What is required: Please copy out all lines of the entries that contain the word "operation".

::: Extracted information

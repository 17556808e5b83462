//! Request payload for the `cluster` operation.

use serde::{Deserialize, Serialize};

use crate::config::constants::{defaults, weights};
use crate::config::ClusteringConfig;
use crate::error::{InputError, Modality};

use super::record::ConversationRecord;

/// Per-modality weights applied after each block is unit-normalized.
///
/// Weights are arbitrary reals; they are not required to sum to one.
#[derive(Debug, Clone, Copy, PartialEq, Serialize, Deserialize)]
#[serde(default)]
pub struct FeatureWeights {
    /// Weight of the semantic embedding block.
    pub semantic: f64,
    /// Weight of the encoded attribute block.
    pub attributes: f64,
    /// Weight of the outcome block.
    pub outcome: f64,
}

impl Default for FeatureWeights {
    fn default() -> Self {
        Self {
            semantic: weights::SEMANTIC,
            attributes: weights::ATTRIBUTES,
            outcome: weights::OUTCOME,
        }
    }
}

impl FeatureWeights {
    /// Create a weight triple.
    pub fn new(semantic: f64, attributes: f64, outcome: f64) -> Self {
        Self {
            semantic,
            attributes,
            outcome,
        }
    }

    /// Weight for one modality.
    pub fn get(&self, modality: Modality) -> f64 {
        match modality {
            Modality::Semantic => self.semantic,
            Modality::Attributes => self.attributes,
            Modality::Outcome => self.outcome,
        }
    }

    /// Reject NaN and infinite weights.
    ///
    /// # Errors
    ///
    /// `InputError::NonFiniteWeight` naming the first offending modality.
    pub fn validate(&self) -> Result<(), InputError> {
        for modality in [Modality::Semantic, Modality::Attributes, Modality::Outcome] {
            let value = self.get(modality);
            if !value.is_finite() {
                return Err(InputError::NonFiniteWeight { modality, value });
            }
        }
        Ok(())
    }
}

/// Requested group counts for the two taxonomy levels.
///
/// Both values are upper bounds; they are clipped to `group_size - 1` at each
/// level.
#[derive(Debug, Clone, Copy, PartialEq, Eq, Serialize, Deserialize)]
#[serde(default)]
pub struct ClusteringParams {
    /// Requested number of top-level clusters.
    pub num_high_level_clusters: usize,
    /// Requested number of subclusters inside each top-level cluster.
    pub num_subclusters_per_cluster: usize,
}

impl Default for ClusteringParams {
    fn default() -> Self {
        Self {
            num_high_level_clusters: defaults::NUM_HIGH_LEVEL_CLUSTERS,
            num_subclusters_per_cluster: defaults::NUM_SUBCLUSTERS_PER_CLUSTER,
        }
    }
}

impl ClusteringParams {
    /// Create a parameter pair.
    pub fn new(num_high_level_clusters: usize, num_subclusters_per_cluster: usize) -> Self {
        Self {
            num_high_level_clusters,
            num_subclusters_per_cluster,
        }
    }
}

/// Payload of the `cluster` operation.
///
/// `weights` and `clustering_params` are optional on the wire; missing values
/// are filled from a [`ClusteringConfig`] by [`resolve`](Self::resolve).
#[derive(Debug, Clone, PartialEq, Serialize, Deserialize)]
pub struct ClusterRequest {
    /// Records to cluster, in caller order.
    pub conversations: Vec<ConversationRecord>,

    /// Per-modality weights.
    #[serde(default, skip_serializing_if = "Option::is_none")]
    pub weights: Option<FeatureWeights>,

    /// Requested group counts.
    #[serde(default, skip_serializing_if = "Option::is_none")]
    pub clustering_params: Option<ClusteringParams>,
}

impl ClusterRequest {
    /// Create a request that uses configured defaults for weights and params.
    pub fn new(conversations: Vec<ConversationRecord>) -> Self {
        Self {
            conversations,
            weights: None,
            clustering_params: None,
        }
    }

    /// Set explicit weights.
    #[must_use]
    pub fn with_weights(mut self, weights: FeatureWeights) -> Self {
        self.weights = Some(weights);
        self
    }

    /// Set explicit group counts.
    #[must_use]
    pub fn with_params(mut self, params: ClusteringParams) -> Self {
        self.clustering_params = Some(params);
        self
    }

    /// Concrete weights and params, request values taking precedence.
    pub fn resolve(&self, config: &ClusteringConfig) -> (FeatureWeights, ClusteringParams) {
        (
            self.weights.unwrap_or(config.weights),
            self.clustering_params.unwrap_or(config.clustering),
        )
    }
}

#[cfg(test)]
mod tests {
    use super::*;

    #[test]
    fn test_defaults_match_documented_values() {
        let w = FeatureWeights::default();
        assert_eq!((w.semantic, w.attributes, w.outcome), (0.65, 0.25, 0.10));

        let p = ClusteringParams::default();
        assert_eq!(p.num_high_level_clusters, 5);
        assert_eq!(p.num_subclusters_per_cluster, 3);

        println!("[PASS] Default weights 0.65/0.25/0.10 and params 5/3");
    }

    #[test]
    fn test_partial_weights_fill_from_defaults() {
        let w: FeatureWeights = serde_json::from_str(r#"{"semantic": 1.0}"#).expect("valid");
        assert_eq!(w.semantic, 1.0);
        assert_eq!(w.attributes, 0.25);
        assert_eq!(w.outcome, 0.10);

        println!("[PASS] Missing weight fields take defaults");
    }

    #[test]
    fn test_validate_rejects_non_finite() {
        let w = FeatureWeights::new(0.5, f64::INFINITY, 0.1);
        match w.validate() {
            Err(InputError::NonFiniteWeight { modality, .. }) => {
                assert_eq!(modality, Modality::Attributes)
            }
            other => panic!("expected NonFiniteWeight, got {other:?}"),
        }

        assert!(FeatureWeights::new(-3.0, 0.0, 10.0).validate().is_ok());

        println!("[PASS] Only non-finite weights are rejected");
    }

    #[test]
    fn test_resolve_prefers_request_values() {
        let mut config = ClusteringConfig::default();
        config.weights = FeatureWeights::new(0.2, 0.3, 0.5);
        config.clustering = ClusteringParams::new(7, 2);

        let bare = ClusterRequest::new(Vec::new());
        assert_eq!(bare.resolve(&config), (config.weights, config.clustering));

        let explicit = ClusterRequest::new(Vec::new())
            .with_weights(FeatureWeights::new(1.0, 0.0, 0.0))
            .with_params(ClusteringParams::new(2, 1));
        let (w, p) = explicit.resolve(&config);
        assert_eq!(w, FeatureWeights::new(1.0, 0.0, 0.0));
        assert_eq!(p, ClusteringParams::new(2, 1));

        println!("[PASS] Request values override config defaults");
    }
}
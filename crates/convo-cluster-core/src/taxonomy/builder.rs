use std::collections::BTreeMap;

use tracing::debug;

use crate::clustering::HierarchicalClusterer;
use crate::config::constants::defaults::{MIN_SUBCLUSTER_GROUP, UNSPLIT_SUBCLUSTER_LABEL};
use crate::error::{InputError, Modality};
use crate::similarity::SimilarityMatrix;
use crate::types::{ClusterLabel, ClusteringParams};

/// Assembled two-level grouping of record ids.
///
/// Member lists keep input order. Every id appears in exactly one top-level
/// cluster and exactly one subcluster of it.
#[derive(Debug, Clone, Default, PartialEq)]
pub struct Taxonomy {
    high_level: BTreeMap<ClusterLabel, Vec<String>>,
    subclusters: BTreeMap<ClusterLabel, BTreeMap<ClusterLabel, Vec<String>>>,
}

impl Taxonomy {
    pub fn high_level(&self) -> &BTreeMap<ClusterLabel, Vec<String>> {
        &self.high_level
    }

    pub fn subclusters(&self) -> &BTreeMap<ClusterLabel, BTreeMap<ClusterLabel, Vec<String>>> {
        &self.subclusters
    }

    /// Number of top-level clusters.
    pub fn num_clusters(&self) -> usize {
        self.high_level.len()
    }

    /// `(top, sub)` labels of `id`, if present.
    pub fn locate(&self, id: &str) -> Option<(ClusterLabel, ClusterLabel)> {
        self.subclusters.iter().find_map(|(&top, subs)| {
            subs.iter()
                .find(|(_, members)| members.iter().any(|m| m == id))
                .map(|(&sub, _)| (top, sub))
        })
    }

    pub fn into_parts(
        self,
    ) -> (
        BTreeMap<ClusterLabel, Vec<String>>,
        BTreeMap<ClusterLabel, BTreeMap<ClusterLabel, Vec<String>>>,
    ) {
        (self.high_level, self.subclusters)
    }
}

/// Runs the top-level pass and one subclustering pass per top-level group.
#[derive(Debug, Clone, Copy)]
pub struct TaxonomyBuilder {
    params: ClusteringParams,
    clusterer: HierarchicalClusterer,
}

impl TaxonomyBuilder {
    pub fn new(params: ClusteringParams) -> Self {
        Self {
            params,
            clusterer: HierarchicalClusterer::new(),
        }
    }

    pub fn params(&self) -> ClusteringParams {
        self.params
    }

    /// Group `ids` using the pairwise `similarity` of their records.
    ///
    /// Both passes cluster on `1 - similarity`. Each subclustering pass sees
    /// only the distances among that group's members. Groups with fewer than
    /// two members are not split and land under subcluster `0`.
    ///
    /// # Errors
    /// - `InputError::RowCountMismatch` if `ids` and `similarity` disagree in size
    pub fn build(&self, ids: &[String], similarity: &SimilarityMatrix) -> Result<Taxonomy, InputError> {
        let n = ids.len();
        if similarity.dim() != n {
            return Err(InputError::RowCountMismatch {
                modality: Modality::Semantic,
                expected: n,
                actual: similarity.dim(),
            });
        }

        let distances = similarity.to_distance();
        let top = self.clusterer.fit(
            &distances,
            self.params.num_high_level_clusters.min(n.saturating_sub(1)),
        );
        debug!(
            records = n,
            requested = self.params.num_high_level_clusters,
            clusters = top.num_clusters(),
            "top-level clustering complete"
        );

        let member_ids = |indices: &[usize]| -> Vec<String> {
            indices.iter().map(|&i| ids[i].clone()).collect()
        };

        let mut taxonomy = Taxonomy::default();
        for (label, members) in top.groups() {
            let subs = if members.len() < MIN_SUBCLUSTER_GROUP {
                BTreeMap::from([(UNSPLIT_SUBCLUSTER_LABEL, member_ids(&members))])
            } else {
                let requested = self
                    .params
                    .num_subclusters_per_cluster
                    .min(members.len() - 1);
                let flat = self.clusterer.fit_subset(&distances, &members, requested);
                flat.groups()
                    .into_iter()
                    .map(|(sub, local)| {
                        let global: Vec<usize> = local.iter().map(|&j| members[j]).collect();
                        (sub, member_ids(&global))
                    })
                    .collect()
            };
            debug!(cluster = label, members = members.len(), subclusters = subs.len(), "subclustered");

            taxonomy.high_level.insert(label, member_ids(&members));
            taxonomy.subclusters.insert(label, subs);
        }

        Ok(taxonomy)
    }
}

::::::

Task solution:
//! Request payload for the `cluster` operation.
/// Payload of the `cluster` operation.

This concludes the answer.